EnergyAustralia, operator of the Tallawarra power station, is investing $9.5 million in a maintenance program that will enable the combined-cycle gas plant to react more quickly to shortfalls in market supply.
EnergyAustralia Asset Leader Jason Lee said more than 100 skilled workers had joined the plant’s existing workforce to overhaul, and in some cases, replace or upgrade equipment. When completed, the work will allow the 435-megawatt (MW) plant to be brought into action 30 minutes faster.
"Tallawarra isn’t designed to run all the time – it’s job is to respond to peaks in demand by bringing more supply into the market, often at short notice," Mr Lee said. "With prices and system reliability every minute matters, so shortening the time it takes to start the plant by even half an hour can make a big difference.
"Gas-fired generation is great for supporting the integration of intermittent wind and solar energy into the national electricity grid. The work we’re doing now will help ensure Tallawarra remains an important part of the energy mix in the Illawarra region and New South Wales for decades to come."

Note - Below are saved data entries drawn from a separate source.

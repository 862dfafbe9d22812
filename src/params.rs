// Copyright (c) 2025 nnsearch Contributors
// Licensed under the nnsearch License. See LICENSE file for details.

//! Index configuration.
//!
//! [`IndexParams`] is a closed set of variants, one per index family, each
//! carrying its own tunables. Every parameter struct has a `Default` with the
//! engine's standard values plus builder-style setters:
//!
//! ```rust
//! use nnsearch::{IndexParams, KMeansParams, CenterInit};
//!
//! let params = IndexParams::KMeans(
//!     KMeansParams::default()
//!         .branching(16)
//!         .iterations(5)
//!         .centers_init(CenterInit::KMeansPP),
//! );
//! assert!(params.validate().is_ok());
//! ```
//!
//! The search-time effort budget is a separate [`Checks`] value passed to
//! every query.

use serde::{Deserialize, Serialize};

use crate::error::{AnnError, Result};

/// Budget used when a query asks for [`Checks::Autotuned`] on an index that
/// was not produced by autotuning.
pub const DEFAULT_CHECKS: usize = 32;

/// Largest supported LSH key, in bits.
pub const MAX_LSH_KEY_SIZE: usize = 64;

// =============================================================================
// Family tag
// =============================================================================

/// Index family tag, recorded in every built index and every index file.
#[derive(Debug, Clone, Copy, PartialEq, Eq, Hash, Serialize, Deserialize)]
pub enum IndexFamily {
    /// Exhaustive scan.
    Linear,
    /// Randomized kd-tree forest.
    KdTree,
    /// Hierarchical k-means tree.
    KMeans,
    /// kd-forest and k-means tree searched together.
    Composite,
    /// Multi-probe locality-sensitive hashing.
    Lsh,
    /// Selection procedure; never the family of a built index.
    Autotuned,
}

impl IndexFamily {
    /// Byte written to the index file header.
    pub fn tag(self) -> u8 {
        match self {
            IndexFamily::Linear => 0,
            IndexFamily::KdTree => 1,
            IndexFamily::KMeans => 2,
            IndexFamily::Composite => 3,
            IndexFamily::Lsh => 4,
            IndexFamily::Autotuned => 5,
        }
    }

    /// Inverse of [`IndexFamily::tag`].
    pub fn from_tag(tag: u8) -> Option<Self> {
        match tag {
            0 => Some(IndexFamily::Linear),
            1 => Some(IndexFamily::KdTree),
            2 => Some(IndexFamily::KMeans),
            3 => Some(IndexFamily::Composite),
            4 => Some(IndexFamily::Lsh),
            5 => Some(IndexFamily::Autotuned),
            _ => None,
        }
    }

    /// Lower-case name used in logs and by the CLI.
    pub fn name(self) -> &'static str {
        match self {
            IndexFamily::Linear => "linear",
            IndexFamily::KdTree => "kdtree",
            IndexFamily::KMeans => "kmeans",
            IndexFamily::Composite => "composite",
            IndexFamily::Lsh => "lsh",
            IndexFamily::Autotuned => "autotuned",
        }
    }
}

impl std::fmt::Display for IndexFamily {
    fn fmt(&self, f: &mut std::fmt::Formatter<'_>) -> std::fmt::Result {
        f.write_str(self.name())
    }
}

// =============================================================================
// Per-family parameters
// =============================================================================

/// How k-means picks its initial centers at each tree node.
#[derive(Debug, Clone, Copy, PartialEq, Eq, Default, Serialize, Deserialize)]
pub enum CenterInit {
    /// Distinct points drawn uniformly at random.
    #[default]
    Random,
    /// Farthest-first traversal starting from a random point.
    Gonzales,
    /// k-means++ seeding (probability proportional to squared distance).
    KMeansPP,
}

/// Randomized kd-tree forest parameters.
#[derive(Debug, Clone, Copy, PartialEq, Serialize, Deserialize)]
pub struct KdTreeParams {
    /// Number of independent randomized trees (≥ 1). Default: 4.
    pub trees: usize,
}

impl Default for KdTreeParams {
    fn default() -> Self {
        Self { trees: 4 }
    }
}

impl KdTreeParams {
    /// Set the number of trees.
    pub fn trees(mut self, trees: usize) -> Self {
        self.trees = trees;
        self
    }

    fn validate(&self) -> Result<()> {
        if self.trees == 0 {
            return Err(AnnError::InvalidParams(
                "kdtree: trees must be at least 1".to_string(),
            ));
        }
        Ok(())
    }
}

/// Hierarchical k-means tree parameters.
#[derive(Debug, Clone, Copy, PartialEq, Serialize, Deserialize)]
pub struct KMeansParams {
    /// Clusters per internal node (≥ 2). Default: 32.
    pub branching: usize,
    /// Lloyd iterations per node; 0 runs until assignments stop changing. Default: 11.
    pub iterations: usize,
    /// Initial center policy. Default: [`CenterInit::Random`].
    pub centers_init: CenterInit,
    /// Cluster-boundary weight (≥ 0). Larger values explore high-variance
    /// neighbouring clusters earlier. Default: 0.2.
    pub cb_index: f64,
}

impl Default for KMeansParams {
    fn default() -> Self {
        Self {
            branching: 32,
            iterations: 11,
            centers_init: CenterInit::Random,
            cb_index: 0.2,
        }
    }
}

impl KMeansParams {
    /// Set the branching factor.
    pub fn branching(mut self, branching: usize) -> Self {
        self.branching = branching;
        self
    }

    /// Set the per-node iteration cap (0 = until convergence).
    pub fn iterations(mut self, iterations: usize) -> Self {
        self.iterations = iterations;
        self
    }

    /// Set the center initialisation policy.
    pub fn centers_init(mut self, centers_init: CenterInit) -> Self {
        self.centers_init = centers_init;
        self
    }

    /// Set the cluster-boundary weight.
    pub fn cb_index(mut self, cb_index: f64) -> Self {
        self.cb_index = cb_index;
        self
    }

    fn validate(&self, family: &str) -> Result<()> {
        if self.branching < 2 {
            return Err(AnnError::InvalidParams(format!(
                "{}: branching must be at least 2, got {}",
                family, self.branching
            )));
        }
        if !self.cb_index.is_finite() || self.cb_index < 0.0 {
            return Err(AnnError::InvalidParams(format!(
                "{}: cb_index must be finite and non-negative, got {}",
                family, self.cb_index
            )));
        }
        Ok(())
    }
}

/// Composite (kd-forest + k-means tree) parameters.
#[derive(Debug, Clone, Copy, PartialEq, Serialize, Deserialize)]
pub struct CompositeParams {
    /// Number of randomized kd-trees (≥ 1). Default: 4.
    pub trees: usize,
    /// Clusters per k-means node (≥ 2). Default: 32.
    pub branching: usize,
    /// Lloyd iterations per node; 0 = until convergence. Default: 11.
    pub iterations: usize,
    /// Initial center policy. Default: [`CenterInit::Random`].
    pub centers_init: CenterInit,
    /// Cluster-boundary weight (≥ 0). Default: 0.2.
    pub cb_index: f64,
}

impl Default for CompositeParams {
    fn default() -> Self {
        let kd = KdTreeParams::default();
        let km = KMeansParams::default();
        Self {
            trees: kd.trees,
            branching: km.branching,
            iterations: km.iterations,
            centers_init: km.centers_init,
            cb_index: km.cb_index,
        }
    }
}

impl CompositeParams {
    /// The kd-forest half of the composite.
    pub fn kdtree(&self) -> KdTreeParams {
        KdTreeParams { trees: self.trees }
    }

    /// The k-means half of the composite.
    pub fn kmeans(&self) -> KMeansParams {
        KMeansParams {
            branching: self.branching,
            iterations: self.iterations,
            centers_init: self.centers_init,
            cb_index: self.cb_index,
        }
    }

    fn validate(&self) -> Result<()> {
        if self.trees == 0 {
            return Err(AnnError::InvalidParams(
                "composite: trees must be at least 1".to_string(),
            ));
        }
        self.kmeans().validate("composite")
    }
}

/// Multi-probe LSH parameters.
#[derive(Debug, Clone, Copy, PartialEq, Eq, Serialize, Deserialize)]
pub struct LshParams {
    /// Number of hash tables (≥ 1). Default: 12.
    pub table_count: usize,
    /// Bits per hash key (1..=64). Default: 20.
    pub key_size: usize,
    /// Hamming radius of neighbouring buckets probed (0..=key_size). Default: 2.
    pub multi_probe_level: usize,
}

impl Default for LshParams {
    fn default() -> Self {
        Self {
            table_count: 12,
            key_size: 20,
            multi_probe_level: 2,
        }
    }
}

impl LshParams {
    /// Set the number of tables.
    pub fn table_count(mut self, table_count: usize) -> Self {
        self.table_count = table_count;
        self
    }

    /// Set the key size in bits.
    pub fn key_size(mut self, key_size: usize) -> Self {
        self.key_size = key_size;
        self
    }

    /// Set the multi-probe level.
    pub fn multi_probe_level(mut self, level: usize) -> Self {
        self.multi_probe_level = level;
        self
    }

    fn validate(&self) -> Result<()> {
        if self.table_count == 0 {
            return Err(AnnError::InvalidParams(
                "lsh: table_count must be at least 1".to_string(),
            ));
        }
        if self.key_size == 0 || self.key_size > MAX_LSH_KEY_SIZE {
            return Err(AnnError::InvalidParams(format!(
                "lsh: key_size must be between 1 and {}, got {}",
                MAX_LSH_KEY_SIZE, self.key_size
            )));
        }
        if self.multi_probe_level > self.key_size {
            return Err(AnnError::InvalidParams(format!(
                "lsh: multi_probe_level must be at most key_size {}, got {}",
                self.key_size, self.multi_probe_level
            )));
        }
        Ok(())
    }
}

/// Autotuning parameters.
#[derive(Debug, Clone, Copy, PartialEq, Serialize, Deserialize)]
pub struct AutotunedParams {
    /// Required recall in [0, 1]. Default: 0.8.
    pub target_precision: f64,
    /// Weight of build time relative to search time (≥ 0). Default: 0.01.
    pub build_weight: f64,
    /// Weight of index memory relative to time (≥ 0). Default: 0.
    pub memory_weight: f64,
    /// Fraction of the dataset used for tuning, in (0, 1]. Default: 0.1.
    pub sample_fraction: f64,
}

impl Default for AutotunedParams {
    fn default() -> Self {
        Self {
            target_precision: 0.8,
            build_weight: 0.01,
            memory_weight: 0.0,
            sample_fraction: 0.1,
        }
    }
}

impl AutotunedParams {
    /// Set the target recall.
    pub fn target_precision(mut self, target: f64) -> Self {
        self.target_precision = target;
        self
    }

    /// Set the build time weight.
    pub fn build_weight(mut self, weight: f64) -> Self {
        self.build_weight = weight;
        self
    }

    /// Set the memory weight.
    pub fn memory_weight(mut self, weight: f64) -> Self {
        self.memory_weight = weight;
        self
    }

    /// Set the sampled fraction of the dataset.
    pub fn sample_fraction(mut self, fraction: f64) -> Self {
        self.sample_fraction = fraction;
        self
    }

    fn validate(&self) -> Result<()> {
        if !(0.0..=1.0).contains(&self.target_precision) {
            return Err(AnnError::InvalidParams(format!(
                "autotuned: target_precision must be in [0, 1], got {}",
                self.target_precision
            )));
        }
        if !self.build_weight.is_finite() || self.build_weight < 0.0 {
            return Err(AnnError::InvalidParams(format!(
                "autotuned: build_weight must be finite and non-negative, got {}",
                self.build_weight
            )));
        }
        if !self.memory_weight.is_finite() || self.memory_weight < 0.0 {
            return Err(AnnError::InvalidParams(format!(
                "autotuned: memory_weight must be finite and non-negative, got {}",
                self.memory_weight
            )));
        }
        if !(self.sample_fraction > 0.0 && self.sample_fraction <= 1.0) {
            return Err(AnnError::InvalidParams(format!(
                "autotuned: sample_fraction must be in (0, 1], got {}",
                self.sample_fraction
            )));
        }
        Ok(())
    }
}

// =============================================================================
// IndexParams
// =============================================================================

/// Configuration for one index family.
#[derive(Debug, Clone, Copy, PartialEq, Serialize, Deserialize)]
pub enum IndexParams {
    /// Exhaustive scan; no parameters.
    Linear,
    /// Randomized kd-tree forest.
    KdTree(KdTreeParams),
    /// Hierarchical k-means tree.
    KMeans(KMeansParams),
    /// kd-forest and k-means tree searched cooperatively.
    Composite(CompositeParams),
    /// Multi-probe LSH.
    Lsh(LshParams),
    /// Pick the best of the other families by sampling.
    Autotuned(AutotunedParams),
}

impl IndexParams {
    /// Family tag of these parameters.
    pub fn family(&self) -> IndexFamily {
        match self {
            IndexParams::Linear => IndexFamily::Linear,
            IndexParams::KdTree(_) => IndexFamily::KdTree,
            IndexParams::KMeans(_) => IndexFamily::KMeans,
            IndexParams::Composite(_) => IndexFamily::Composite,
            IndexParams::Lsh(_) => IndexFamily::Lsh,
            IndexParams::Autotuned(_) => IndexFamily::Autotuned,
        }
    }

    /// Check every parameter against its documented domain.
    ///
    /// Fails with [`AnnError::InvalidParams`] naming the offending parameter.
    pub fn validate(&self) -> Result<()> {
        match self {
            IndexParams::Linear => Ok(()),
            IndexParams::KdTree(p) => p.validate(),
            IndexParams::KMeans(p) => p.validate("kmeans"),
            IndexParams::Composite(p) => p.validate(),
            IndexParams::Lsh(p) => p.validate(),
            IndexParams::Autotuned(p) => p.validate(),
        }
    }
}

// =============================================================================
// Search budget
// =============================================================================

/// Per-query effort budget for the tree-based families.
///
/// Counts distinct dataset points examined, summed over every tree of a
/// forest (and over both halves of a composite index). Search always keeps
/// going past the budget until `k` results are held. Linear and LSH indices
/// ignore the budget.
#[derive(Debug, Clone, Copy, PartialEq, Eq, Serialize, Deserialize)]
pub enum Checks {
    /// Stop after examining this many points.
    Limited(usize),
    /// Explore every branch that could still improve the result (exact search).
    Unlimited,
    /// Use the budget found by autotuning, or [`DEFAULT_CHECKS`].
    Autotuned,
}

impl Checks {
    /// Resolve to a concrete cap; `None` means no cap.
    pub(crate) fn resolve(self, tuned: Option<usize>) -> Option<usize> {
        match self {
            Checks::Limited(n) => Some(n),
            Checks::Unlimited => None,
            Checks::Autotuned => Some(tuned.unwrap_or(DEFAULT_CHECKS)),
        }
    }
}

impl Default for Checks {
    fn default() -> Self {
        Checks::Limited(DEFAULT_CHECKS)
    }
}

impl From<usize> for Checks {
    fn from(checks: usize) -> Self {
        Checks::Limited(checks)
    }
}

The two-month outage that began in April involves replacing the plant’s high-pressure drum that helps create a supply of steam. Australia’s largest mobile crane has been shipped in to make possible two 85-tonne lifts.
Mr Lee said the outage was a big and complex operation, relying on a skilled workforce with a commitment to safety.
Autumn is typically an ideal time for maintenance, after the summer air-conditioner peak and ahead of the winter heater season. "By the time we’re finished, Tallawarra will again be ready to respond to support the winter and summer demand peak," he said.
Tallawarra’s 435 MW-capacity can provide enough power to supply up to 200,000 homes. The use of gas and steam turbines allows the state-of-the-art station to generate electricity efficiently, using less fuel than conventional plants and minimising impact to the environment.
EnergyAustralia recently added to its gas-generation portfolio the Newport and Jeeralang power stations in Victoria, representing 950 MW of capacity. The intermediate and peaking plants are generally brought into operation when demand is high or as short-term replacements while other plants are serviced.